[Collected data]
Content starts

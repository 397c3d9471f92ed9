//! Content expressions: the nesting rules a node type imposes on its children.
//!
//! An expression is a sequence of terms. Each term names a node type or a
//! group, or a parenthesised `|` choice of names, followed by an optional
//! quantifier:
//!
//! ```text
//! block+                         one or more members of group `block`
//! (table_cell | table_header)*   any number of cells
//! heading paragraph?             a heading, then an optional paragraph
//! ```
//!
//! Expressions are lexed with [Logos] and compiled against the schema's type
//! table, so matching works on type indices instead of names.
//!
//! [Logos]: https://docs.rs/logos

use logos::Logos;

use crate::error::{ModelError, Result};

/// Token kinds of the content expression language.
#[derive(Logos, Debug, Clone, Copy, PartialEq, Eq)]
#[logos(skip r"[ \t\r\n]+")]
enum ExprToken {
    #[regex(r"[A-Za-z_][A-Za-z0-9_]*")]
    Name,

    #[token("(")]
    LParen,

    #[token(")")]
    RParen,

    #[token("|")]
    Pipe,

    #[token("*")]
    Star,

    #[token("+")]
    Plus,

    #[token("?")]
    Question,
}

/// One quantified position in a content expression.
#[derive(Debug, Clone, PartialEq, Eq)]
pub(crate) struct Term {
    /// Type indices accepted at this position, in schema order.
    pub(crate) choices: Vec<usize>,
    pub(crate) min: usize,
    pub(crate) max: Option<usize>,
}

impl Term {
    fn accepts(&self, type_index: Option<usize>) -> bool {
        type_index.is_some_and(|index| self.choices.contains(&index))
    }
}

/// A compiled content expression.
#[derive(Debug, Clone, Default, PartialEq, Eq)]
pub(crate) struct ContentExpr {
    pub(crate) terms: Vec<Term>,
}

impl ContentExpr {
    /// Compile `expr`, resolving each name to the type indices it stands for.
    pub(crate) fn parse(
        expr: &str,
        resolve: impl Fn(&str) -> Option<Vec<usize>>,
    ) -> Result<Self> {
        let invalid = |reason: String| ModelError::InvalidContentExpr {
            expr: expr.to_string(),
            reason,
        };

        let mut tokens = Vec::new();
        let mut lexer = ExprToken::lexer(expr);
        while let Some(result) = lexer.next() {
            match result {
                Ok(kind) => tokens.push((kind, lexer.slice())),
                Err(()) => {
                    return Err(invalid(format!("unexpected character {:?}", lexer.slice())));
                }
            }
        }

        let lookup = |name: &str| {
            resolve(name).ok_or_else(|| invalid(format!("unknown node type or group {name}")))
        };

        let mut terms = Vec::new();
        let mut i = 0;
        while i < tokens.len() {
            let mut choices = Vec::new();
            match tokens[i] {
                (ExprToken::Name, name) => {
                    i += 1;
                    choices.extend(lookup(name)?);
                }
                (ExprToken::LParen, _) => {
                    i += 1;
                    loop {
                        match tokens.get(i) {
                            Some((ExprToken::Name, name)) => {
                                choices.extend(lookup(name)?);
                                i += 1;
                            }
                            _ => return Err(invalid("expected a name inside parentheses".into())),
                        }
                        match tokens.get(i) {
                            Some((ExprToken::Pipe, _)) => i += 1,
                            Some((ExprToken::RParen, _)) => {
                                i += 1;
                                break;
                            }
                            _ => return Err(invalid("unclosed parenthesis".into())),
                        }
                    }
                }
                (_, text) => return Err(invalid(format!("unexpected {text:?}"))),
            }

            let mut seen = Vec::with_capacity(choices.len());
            choices.retain(|index| {
                let fresh = !seen.contains(index);
                seen.push(*index);
                fresh
            });

            let quantifier = match tokens.get(i).map(|(kind, _)| *kind) {
                Some(ExprToken::Star) => Some((0, None)),
                Some(ExprToken::Plus) => Some((1, None)),
                Some(ExprToken::Question) => Some((0, Some(1))),
                _ => None,
            };
            if quantifier.is_some() {
                i += 1;
            }
            let (min, max) = quantifier.unwrap_or((1, Some(1)));

            terms.push(Term { choices, min, max });
        }

        Ok(Self { terms })
    }

    /// An empty expression admits no children: the type is a leaf.
    pub(crate) fn is_empty(&self) -> bool {
        self.terms.is_empty()
    }

    /// First type the expression would accept, used to tell inline content
    /// from block content.
    pub(crate) fn first_choice(&self) -> Option<usize> {
        self.terms.first().and_then(|term| term.choices.first().copied())
    }

    /// Whether a sequence of child types satisfies the expression.
    ///
    /// `None` entries are children whose type is not part of the schema and
    /// never match.
    pub(crate) fn matches(&self, children: &[Option<usize>]) -> bool {
        self.match_from(0, children)
    }

    fn match_from(&self, term_index: usize, children: &[Option<usize>]) -> bool {
        let Some(term) = self.terms.get(term_index) else {
            return children.is_empty();
        };

        let mut available = 0;
        while available < children.len()
            && term.max.is_none_or(|max| available < max)
            && term.accepts(children[available])
        {
            available += 1;
        }
        if available < term.min {
            return false;
        }

        (term.min..=available)
            .rev()
            .any(|taken| self.match_from(term_index + 1, &children[taken..]))
    }
}

#[cfg(test)]
mod tests {
    use super::*;
    use rstest::rstest;

    // paragraph=0 heading=1 table=2 table_cell=3 table_header=4; group block = [0, 1, 2]
    fn resolve(name: &str) -> Option<Vec<usize>> {
        match name {
            "paragraph" => Some(vec![0]),
            "heading" => Some(vec![1]),
            "table" => Some(vec![2]),
            "table_cell" => Some(vec![3]),
            "table_header" => Some(vec![4]),
            "block" => Some(vec![0, 1, 2]),
            _ => None,
        }
    }

    fn compile(expr: &str) -> ContentExpr {
        ContentExpr::parse(expr, resolve).unwrap()
    }

    #[rstest]
    #[case("block+", &[], false)]
    #[case("block+", &[Some(0)], true)]
    #[case("block+", &[Some(0), Some(2), Some(1)], true)]
    #[case("block+", &[Some(3)], false)]
    #[case("block*", &[], true)]
    #[case("(table_cell | table_header)*", &[Some(3), Some(4), Some(3)], true)]
    #[case("(table_cell | table_header)*", &[Some(3), Some(0)], false)]
    #[case("heading paragraph?", &[Some(1)], true)]
    #[case("heading paragraph?", &[Some(1), Some(0)], true)]
    #[case("heading paragraph?", &[Some(1), Some(0), Some(0)], false)]
    #[case("paragraph* paragraph", &[Some(0), Some(0)], true)]
    #[case("block+", &[None], false)]
    fn matches_child_sequences(
        #[case] expr: &str,
        #[case] children: &[Option<usize>],
        #[case] expected: bool,
    ) {
        assert_eq!(compile(expr).matches(children), expected, "{expr} vs {children:?}");
    }

    #[test]
    fn group_choices_are_deduplicated() {
        let expr = compile("(block | paragraph)+");
        assert_eq!(expr.terms[0].choices, vec![0, 1, 2]);
    }

    #[test]
    fn empty_expression_is_leaf() {
        let expr = compile("");
        assert!(expr.is_empty());
        assert!(expr.matches(&[]));
        assert!(!expr.matches(&[Some(0)]));
    }

    #[rstest]
    #[case("(paragraph")]
    #[case("(paragraph |)")]
    #[case("unknown+")]
    #[case("paragraph, heading")]
    #[case("+")]
    fn rejects_malformed_expressions(#[case] expr: &str) {
        let err = ContentExpr::parse(expr, resolve).unwrap_err();
        assert!(matches!(err, ModelError::InvalidContentExpr { .. }), "{err}");
    }
}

Content ends

§ Exercise aim:
Output the records exactly, including every line.

§ Solution to this task:
repository 397c3d9471f92ed9
//! Content expressions: the nesting rules a node type imposes on its children.
//!
//! An expression is a sequence of terms. Each term names a node type or a
//! group, or a parenthesised `|` choice of names, followed by an optional
//! quantifier:
//!
//! ```text
//! block+                         one or more members of group `block`
//! (table_cell | table_header)*   any number of cells
//! heading paragraph?             a heading, then an optional paragraph
//! ```
//!
//! Expressions are lexed with [Logos] and compiled against the schema's type
//! table, so matching works on type indices instead of names.
//!
//! [Logos]: https://docs.rs/logos

use logos::Logos;

use crate::error::{ModelError, Result};

/// Token kinds of the content expression language.
#[derive(Logos, Debug, Clone, Copy, PartialEq, Eq)]
#[logos(skip r"[ \t\r\n]+")]
enum ExprToken {
    #[regex(r"[A-Za-z_][A-Za-z0-9_]*")]
    Name,

    #[token("(")]
    LParen,

    #[token(")")]
    RParen,

    #[token("|")]
    Pipe,

    #[token("*")]
    Star,

    #[token("+")]
    Plus,

    #[token("?")]
    Question,
}

/// One quantified position in a content expression.
#[derive(Debug, Clone, PartialEq, Eq)]
pub(crate) struct Term {
    /// Type indices accepted at this position, in schema order.
    pub(crate) choices: Vec<usize>,
    pub(crate) min: usize,
    pub(crate) max: Option<usize>,
}

impl Term {
    fn accepts(&self, type_index: Option<usize>) -> bool {
        type_index.is_some_and(|index| self.choices.contains(&index))
    }
}

/// A compiled content expression.
#[derive(Debug, Clone, Default, PartialEq, Eq)]
pub(crate) struct ContentExpr {
    pub(crate) terms: Vec<Term>,
}

impl ContentExpr {
    /// Compile `expr`, resolving each name to the type indices it stands for.
    pub(crate) fn parse(
        expr: &str,
        resolve: impl Fn(&str) -> Option<Vec<usize>>,
    ) -> Result<Self> {
        let invalid = |reason: String| ModelError::InvalidContentExpr {
            expr: expr.to_string(),
            reason,
        };

        let mut tokens = Vec::new();
        let mut lexer = ExprToken::lexer(expr);
        while let Some(result) = lexer.next() {
            match result {
                Ok(kind) => tokens.push((kind, lexer.slice())),
                Err(()) => {
                    return Err(invalid(format!("unexpected character {:?}", lexer.slice())));
                }
            }
        }

        let lookup = |name: &str| {
            resolve(name).ok_or_else(|| invalid(format!("unknown node type or group {name}")))
        };

        let mut terms = Vec::new();
        let mut i = 0;
        while i < tokens.len() {
            let mut choices = Vec::new();
            match tokens[i] {
                (ExprToken::Name, name) => {
                    i += 1;
                    choices.extend(lookup(name)?);
                }
                (ExprToken::LParen, _) => {
                    i += 1;
                    loop {
                        match tokens.get(i) {
                            Some((ExprToken::Name, name)) => {
                                choices.extend(lookup(name)?);
                                i += 1;
                            }
                            _ => return Err(invalid("expected a name inside parentheses".into())),
                        }
                        match tokens.get(i) {
                            Some((ExprToken::Pipe, _)) => i += 1,
                            Some((ExprToken::RParen, _)) => {
                                i += 1;
                                break;
                            }
                            _ => return Err(invalid("unclosed parenthesis".into())),
                        }
                    }
                }
                (_, text) => return Err(invalid(format!("unexpected {text:?}"))),
            }

            let mut seen = Vec::with_capacity(choices.len());
            choices.retain(|index| {
                let fresh = !seen.contains(index);
                seen.push(*index);
                fresh
            });

            let quantifier = match tokens.get(i).map(|(kind, _)| *kind) {
                Some(ExprToken::Star) => Some((0, None)),
                Some(ExprToken::Plus) => Some((1, None)),
                Some(ExprToken::Question) => Some((0, Some(1))),
                _ => None,
            };
            if quantifier.is_some() {
                i += 1;
            }
            let (min, max) = quantifier.unwrap_or((1, Some(1)));

            terms.push(Term { choices, min, max });
        }

        Ok(Self { terms })
    }

    /// An empty expression admits no children: the type is a leaf.
    pub(crate) fn is_empty(&self) -> bool {
        self.terms.is_empty()
    }

    /// First type the expression would accept, used to tell inline content
    /// from block content.
    pub(crate) fn first_choice(&self) -> Option<usize> {
        self.terms.first().and_then(|term| term.choices.first().copied())
    }

    /// Whether a sequence of child types satisfies the expression.
    ///
    /// `None` entries are children whose type is not part of the schema and
    /// never match.
    pub(crate) fn matches(&self, children: &[Option<usize>]) -> bool {
        self.match_from(0, children)
    }

    fn match_from(&self, term_index: usize, children: &[Option<usize>]) -> bool {
        let Some(term) = self.terms.get(term_index) else {
            return children.is_empty();
        };

        let mut available = 0;
        while available < children.len()
            && term.max.is_none_or(|max| available < max)
            && term.accepts(children[available])
        {
            available += 1;
        }
        if available < term.min {
            return false;
        }

        (term.min..=available)
            .rev()
            .any(|taken| self.match_from(term_index + 1, &children[taken..]))
    }
}

#[cfg(test)]
mod tests {
    use super::*;
    use rstest::rstest;

    // paragraph=0 heading=1 table=2 table_cell=3 table_header=4; group block = [0, 1, 2]
    fn resolve(name: &str) -> Option<Vec<usize>> {
        match name {
            "paragraph" => Some(vec![0]),
            "heading" => Some(vec![1]),
            "table" => Some(vec![2]),
            "table_cell" => Some(vec![3]),
            "table_header" => Some(vec![4]),
            "block" => Some(vec![0, 1, 2]),
            _ => None,
        }
    }

    fn compile(expr: &str) -> ContentExpr {
        ContentExpr::parse(expr, resolve).unwrap()
    }

    #[rstest]
    #[case("block+", &[], false)]
    #[case("block+", &[Some(0)], true)]
    #[case("block+", &[Some(0), Some(2), Some(1)], true)]
    #[case("block+", &[Some(3)], false)]
    #[case("block*", &[], true)]
    #[case("(table_cell | table_header)*", &[Some(3), Some(4), Some(3)], true)]
    #[case("(table_cell | table_header)*", &[Some(3), Some(0)], false)]
    #[case("heading paragraph?", &[Some(1)], true)]
    #[case("heading paragraph?", &[Some(1), Some(0)], true)]
    #[case("heading paragraph?", &[Some(1), Some(0), Some(0)], false)]
    #[case("paragraph* paragraph", &[Some(0), Some(0)], true)]
    #[case("block+", &[None], false)]
    fn matches_child_sequences(
        #[case] expr: &str,
        #[case] children: &[Option<usize>],
        #[case] expected: bool,
    ) {
        assert_eq!(compile(expr).matches(children), expected, "{expr} vs {children:?}");
    }

    #[test]
    fn group_choices_are_deduplicated() {
        let expr = compile("(block | paragraph)+");
        assert_eq!(expr.terms[0].choices, vec![0, 1, 2]);
    }

    #[test]
    fn empty_expression_is_leaf() {
        let expr = compile("");
        assert!(expr.is_empty());
        assert!(expr.matches(&[]));
        assert!(!expr.matches(&[Some(0)]));
    }

    #[rstest]
    #[case("(paragraph")]
    #[case("(paragraph |)")]
    #[case("unknown+")]
    #[case("paragraph, heading")]
    #[case("+")]
    fn rejects_malformed_expressions(#[case] expr: &str) {
        let err = ContentExpr::parse(expr, resolve).unwrap_err();
        assert!(matches!(err, ModelError::InvalidContentExpr { .. }), "{err}");
    }
}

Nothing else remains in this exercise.